§ Saved data entries

*** Begin section ***

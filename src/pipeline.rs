//! Capture → export → publish, as invoked by a caller such as the CLI.

use std::path::{Path, PathBuf};
use std::time::Duration;

use serde::Serialize;
use tracing::{info, instrument, warn};

use crate::capture::{self, ScreenSource};
use crate::error::Result;
use crate::export;
use crate::publish::{ClipboardPublisher, ClipboardSink, Shortener};
use crate::settings::{AutoGrabType, Settings};

/// What a single grab should do.
#[derive(Debug, Clone, Copy, PartialEq, Eq)]
pub struct GrabRequest {
    pub full_screen: bool,
    /// Per-call switch; the URL is copied only if settings allow it too.
    pub copy_url: bool,
}

impl GrabRequest {
    pub const fn full_screen() -> Self {
        Self {
            full_screen: true,
            copy_url: true,
        }
    }

    pub const fn active_window() -> Self {
        Self {
            full_screen: false,
            copy_url: true,
        }
    }

    pub const fn for_auto_grab(kind: AutoGrabType) -> Self {
        Self {
            full_screen: kind.is_full_screen(),
            copy_url: true,
        }
    }
}

/// Result of one grab.
#[derive(Debug, Clone, PartialEq, Eq, Serialize)]
pub struct PublishedFile {
    pub file_name: String,
    pub save_path: PathBuf,
    #[serde(skip_serializing_if = "Option::is_none")]
    pub public_url: Option<String>,
}

/// Captures, exports and optionally publishes one screenshot.
#[instrument(skip(source, publisher, settings, sync_root))]
pub fn grab<Src, C, S>(
    source: &Src,
    publisher: &mut ClipboardPublisher<C, S>,
    settings: &Settings,
    sync_root: &Path,
    request: GrabRequest,
) -> Result<PublishedFile>
where
    Src: ScreenSource + ?Sized,
    C: ClipboardSink,
    S: Shortener,
{
    let image = capture::capture(source, request.full_screen)?;
    let file_name = export::export(image, settings, sync_root)?;
    let save_path = export::save_directory(sync_root, settings).join(&file_name);

    let public_url = if request.copy_url {
        publisher.publish(&settings.user_id, &file_name, settings)?
    } else {
        None
    };

    Ok(PublishedFile {
        file_name,
        save_path,
        public_url,
    })
}

/// Outcome counts of an auto-grab run.
#[derive(Debug, Clone, Copy, Default, PartialEq, Eq, Serialize)]
pub struct AutoGrabSummary {
    pub succeeded: u64,
    pub failed: u64,
}

/// Runs `grab_once` every `interval`, `count` times or forever.
///
/// A failed iteration is logged and the loop continues. `sleep` is called
/// between iterations, never after the last one. `Some(0)` grabs nothing.
pub fn run_auto_grab<G, W>(
    interval: Duration,
    count: Option<u64>,
    mut sleep: W,
    mut grab_once: G,
) -> AutoGrabSummary
where
    G: FnMut(u64) -> Result<PublishedFile>,
    W: FnMut(Duration),
{
    let mut summary = AutoGrabSummary::default();
    let mut iteration = 0;

    loop {
        if count.is_some_and(|limit| iteration >= limit) {
            break;
        }
        if iteration > 0 {
            sleep(interval);
        }

        iteration += 1;
        match grab_once(iteration) {
            Ok(file) => {
                summary.succeeded += 1;
                info!(iteration, file = %file.file_name, "Auto-grab saved screenshot");
            }
            Err(e) => {
                summary.failed += 1;
                warn!(iteration, error = %e, "Auto-grab failed");
            }
        }
    }

    summary
}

*** End section ***

Please output the line that contains "summary.failed += 1;" and every line after it in the entries above, exactly, and nothing more.

                summary.failed += 1;
                warn!(iteration, error = %e, "Auto-grab failed");
            }
        }
    }

    summary
}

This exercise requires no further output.